Jawabnya TIDAK


 “ Dari mana datangnya lintah, dari darat turun ke kali, dari mana datangnya cinta dari mata turun ke hati.” Ungkapan tersebut sering sekali kita dengar, kita lihat baik itu di novel-novel, film-film atau bahkan dalam kehidupan sehari-hari kita pun pernah menjalaninya. Semua itulah polling sebagian dari ungkapan C-I-N-T-A (C I N T A). Mudah diucapkan dan sejuk di dengar tapi terkadang sulit untuk diaktualisasikan.
Sebenarnya cinta bukanlah halusinasi/teori tapi aktualisasi (perbuatan) untuk dilakukan dengan tujuan dan kesungguhan guna meraih kedamaian. Kalau hanya sekedar ucapan/halusinasi semua orang pun bisa, tapi apakah itu yang diinginkan? Jawabnya TIDAK. Maka dari itulah cinta harus punya sinergi (keseimbangan) antara ucapan dan perbuatan. Kalau seseorang telah mengucapkan cinta pada pilihan hatinya, maka seseorang itu haruslah mampu berbuat sesuai dengan apa yang telah diucapkan.
Ada beberapa hal yang perlu diperhatikan agar kita dapat mencinta secara benar dan proporsional:

Pertama,CINTA kepada yang lebih tinggi merupakan pengabdian dan kebaktian
Seorang hamba yang ikhlas beribadah pada Allah Swt. Tentu hamba itu akan mendapatkan keridhaanNYA, anak yang berbakti kepada orang tuanya atau seorang bawahan taat pada atasannya tanpa memikirkan apa yang akan ia dapatkan, maka baik orang tua akan memperhatikan pada kepentingan anaknya atau atasan sekalipun akan memperhatikan pada kepentingan bawahannya. Dengan demikian, fokuskanlah pada kewajiban yang telah diamanatkan dan tingkatkanlah keikhlasan guna meraih cinta yang penuh dengan kedamaian.

Kedua,CINTA kepada sesama (sederajat) yang dapat dilakukan dengan saling memberi dan menerima (take and give). Menyeimbangkan antara hak dan kewajiban. Tataran cinta ini merupakan tataran simbiosis mutualisme. Memberi saja akan kecewa – menerima saja akan hina dan tercela. Cinta suami istri, teman seorganisasi, hubungan bertetangga dan lain-lain haruslah berdasarkan pada prinsip ini.

Ketiga,CINTA kepada yang lebih rendah untuk memberi, membimbing, mengasihi dan menyayangi. Orang tua yang cinta kepada anaknya, maka ia akan mengasihi dan menyayanginya.

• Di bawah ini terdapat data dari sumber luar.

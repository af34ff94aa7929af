//! OBS websocket v5 message envelopes.
//!
//! Only the opcodes needed for identify + request/response are modelled.

use base64::engine::general_purpose::STANDARD;
use base64::Engine;
use serde::{Deserialize, Serialize};
use serde_json::Value;
use sha2::{Digest, Sha256};

pub const RPC_VERSION: u32 = 1;

pub const OP_HELLO: u8 = 0;
pub const OP_IDENTIFY: u8 = 1;
pub const OP_IDENTIFIED: u8 = 2;
pub const OP_REQUEST: u8 = 6;
pub const OP_REQUEST_RESPONSE: u8 = 7;

/// Any message, before its `d` field is interpreted.
#[derive(Debug, Deserialize)]
pub struct Envelope {
    pub op: u8,
    #[serde(default)]
    pub d: Value,
}

#[derive(Debug, Serialize)]
pub struct Outgoing<T> {
    pub op: u8,
    pub d: T,
}

#[derive(Debug, Deserialize)]
#[serde(rename_all = "camelCase")]
pub struct Hello {
    #[serde(default)]
    pub obs_web_socket_version: String,
    pub rpc_version: u32,
    #[serde(default)]
    pub authentication: Option<AuthChallenge>,
}

#[derive(Debug, Deserialize)]
pub struct AuthChallenge {
    pub challenge: String,
    pub salt: String,
}

#[derive(Debug, Serialize)]
#[serde(rename_all = "camelCase")]
pub struct Identify {
    pub rpc_version: u32,
    #[serde(skip_serializing_if = "Option::is_none")]
    pub authentication: Option<String>,
    /// No event subscriptions; only request/response is used.
    pub event_subscriptions: u32,
}

#[derive(Debug, Serialize)]
#[serde(rename_all = "camelCase")]
pub struct Request<'a> {
    pub request_type: &'a str,
    pub request_id: String,
    pub request_data: Value,
}

#[derive(Debug, Deserialize)]
#[serde(rename_all = "camelCase")]
pub struct RequestResponse {
    pub request_type: String,
    pub request_id: String,
    pub request_status: RequestStatus,
    #[serde(default)]
    pub response_data: Value,
}

#[derive(Debug, Deserialize)]
pub struct RequestStatus {
    pub result: bool,
    pub code: u16,
    #[serde(default)]
    pub comment: Option<String>,
}

/// `GetSceneItemList` response entry.
#[derive(Debug, Deserialize)]
#[serde(rename_all = "camelCase")]
pub struct RawSceneItem {
    pub scene_item_id: i64,
    pub source_name: String,
}

/// `GetCurrentProgramScene` response data.
#[derive(Debug, Deserialize)]
#[serde(rename_all = "camelCase")]
pub struct CurrentProgramScene {
    pub current_program_scene_name: String,
}

/// `GetSceneItemList` response data.
#[derive(Debug, Deserialize)]
#[serde(rename_all = "camelCase")]
pub struct SceneItemList {
    #[serde(default)]
    pub scene_items: Vec<RawSceneItem>,
}

/// Build the `authentication` string for `Identify`.
///
/// `base64(sha256(base64(sha256(password + salt)) + challenge))`
pub fn auth_string(password: &str, salt: &str, challenge: &str) -> String {
    let secret = STANDARD.encode(Sha256::digest(format!("{password}{salt}")));
    STANDARD.encode(Sha256::digest(format!("{secret}{challenge}")))
}
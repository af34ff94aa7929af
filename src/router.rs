use crate::action::{self, FadeOutcome};
use crate::config::schema::OverlapPolicy;
use crate::error::Result;
use crate::event::{HostCommand, HostEvent, Settings};
use crate::obs::SceneRemote;
use crate::state::{SequenceLocks, SettingsCache};
use std::sync::Arc;
use tokio::sync::mpsc;
use tokio::task::JoinHandle;
use tokio_util::task::TaskTracker;
use tracing::{debug, error, info, warn};

/// Dispatches host events: caches settings and starts fades.
///
/// Events are handled one at a time, in arrival order. Fades run as their own
/// tasks so the router keeps receiving events while they wait.
pub struct Router {
    remote: Arc<dyn SceneRemote>,
    commands: mpsc::UnboundedSender<HostCommand>,
    settings: SettingsCache,
    locks: SequenceLocks,
    tracker: TaskTracker,
}

impl Router {
    pub fn new(
        remote: Arc<dyn SceneRemote>,
        commands: mpsc::UnboundedSender<HostCommand>,
        overlap: OverlapPolicy,
    ) -> Self {
        Self {
            remote,
            commands,
            settings: SettingsCache::default(),
            locks: SequenceLocks::new(overlap),
            tracker: TaskTracker::new(),
        }
    }

    /// Settings currently cached for `context`.
    pub fn settings(&self, context: &str) -> Arc<Settings> {
        self.settings.get(context)
    }

    /// Handle one event. Returns the fade task if one was started.
    pub fn handle_event(&mut self, event: HostEvent) -> Option<JoinHandle<()>> {
        debug!("host event: {}", event.name());

        match event {
            HostEvent::WillAppear(ev) | HostEvent::DidReceiveSettings(ev) => {
                let snapshot = self.settings.replace(&ev.context, ev.payload.settings);
                if let Some(title) = snapshot.title() {
                    let _ = self
                        .commands
                        .send(HostCommand::set_title(&ev.context, title));
                }
            }

            HostEvent::WillDisappear(ev) => {
                self.settings.remove(&ev.context);
                self.locks.forget(&ev.context);
            }

            HostEvent::KeyUp(ev) => {
                let snapshot = self.settings.replace(&ev.context, ev.payload.settings);
                return self.start_fade(ev.context, snapshot);
            }

            HostEvent::SendToPlugin(msg) => {
                if let Some((key, value)) = msg.sdpi_value() {
                    info!("inspector value for {}: {key} = {value}", msg.context);
                }
            }

            HostEvent::PropertyInspectorDidAppear(ev) => {
                info!("property inspector opened for {}", ev.context);
            }

            HostEvent::PropertyInspectorDidDisappear(ev) => {
                info!("property inspector closed for {}", ev.context);
            }

            HostEvent::Other => {}
        }

        None
    }

    fn start_fade(&self, context: String, settings: Arc<Settings>) -> Option<JoinHandle<()>> {
        let Some(claim) = self.locks.claim(&context) else {
            info!("fade already running for {context}, ignoring press");
            return None;
        };

        let remote = Arc::clone(&self.remote);
        let commands = self.commands.clone();

        Some(self.tracker.spawn(async move {
            let _guard = claim.acquire().await;
            let result = action::execute(remote.as_ref(), &settings).await;
            report(&commands, &context, &result);
        }))
    }

    /// Stop accepting fades and wait for running ones.
    pub async fn shutdown(&self) {
        self.tracker.close();
        self.tracker.wait().await;
    }
}

fn report(
    commands: &mpsc::UnboundedSender<HostCommand>,
    context: &str,
    result: &Result<FadeOutcome>,
) {
    let context = context.to_string();
    let command = match result {
        Ok(outcome) if outcome.is_clean() => {
            info!("fade to '{}' complete", outcome.target.scene);
            HostCommand::ShowOk { context }
        }
        Ok(outcome) => {
            for failure in outcome.failures() {
                if let Err(e) = &failure.result {
                    warn!("fade to '{}': {} failed: {e}", outcome.target.scene, failure.step);
                }
            }
            HostCommand::ShowAlert { context }
        }
        Err(e) => {
            error!("fade aborted: {e}");
            HostCommand::ShowAlert { context }
        }
    };
    let _ = commands.send(command);
}
use clap::Parser;
use scenefade::event::Registration;
use std::path::PathBuf;
use tracing::{debug, info};
use tracing_subscriber::{fmt, EnvFilter};

/// scenefade — Stream Deck plugin that fades an overlay across OBS scene switches
#[derive(Parser)]
#[command(name = "scenefade", version, about)]
struct Cli {
    /// Host websocket port.
    #[arg(long)]
    port: u16,

    /// Plugin instance id assigned by the host.
    #[arg(long = "pluginUUID")]
    plugin_uuid: String,

    /// Event name to register with.
    #[arg(long = "registerEvent")]
    register_event: String,

    /// Host and device information (JSON).
    #[arg(long)]
    info: Option<String>,

    /// Path to the config file (TOML). Missing file means defaults.
    #[arg(short, long, default_value = "scenefade.toml")]
    config: PathBuf,

    /// Enable JSON log output.
    #[arg(long)]
    json: bool,
}

#[tokio::main]
async fn main() -> anyhow::Result<()> {
    let cli = Cli::parse_from(scenefade::host::normalize_args(std::env::args()));

    // Stream Deck discards stdout; logs go to stderr.
    let filter =
        EnvFilter::try_from_default_env().unwrap_or_else(|_| EnvFilter::new("scenefade=info"));

    if cli.json {
        fmt().with_env_filter(filter).with_writer(std::io::stderr).json().init();
    } else {
        fmt().with_env_filter(filter).with_writer(std::io::stderr).init();
    }

    info!("scenefade v{}", env!("CARGO_PKG_VERSION"));
    if let Some(info) = &cli.info {
        debug!("host info: {info}");
    }

    let config = scenefade::config::load_or_default(&cli.config)?;
    info!("OBS endpoint: {}", config.obs.url());

    let registration = Registration {
        event: cli.register_event,
        uuid: cli.plugin_uuid,
    };
    scenefade::plugin::run(config, cli.port, registration).await?;

    Ok(())
}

Orang tua yang hanya mengasihi saja (hanya memberi) tanpa mau sayang pada anaknya maka ia akan mendapatkan penderitaan lantaran apa yang dicintainya itu tidak sesuai tujuan. Maka dari itu, cintailah dengan kasih dan juga didukung dengan sayang padanya berupa mengarahkan akan jalan yang mendatangkan kebenaran.

Dengan demikian, bila kita mencinta maka haruslah mampu menempatkan (proporsional) baik itu cinta pada yang lebih tinggi, cinta pada yang lebih rendah atau pun cinta pada sesama (sederajat) sebagaimana yang tersebut pada point kedua bahwa kita harus mampu menyeimbangkan dalam mengaplikasikan cinta yang dimiliki – bentuknya saling memberi dan saling menerima (take and give) agar cinta itu mendatangkan kedamaian baik bagi diri dan orang lain terutama orang yang kita cintai.

Cinta itu membutuhkan aktualisasi dari semua teori (ucapan) yang telah diungkapkan - jauhilah cinta yang mendatangkan kedaimaan sesaat (fatamorgana). Datangkanlah cinta dalam hatimu yang mendatangkan rahmat agar selamat. Amin.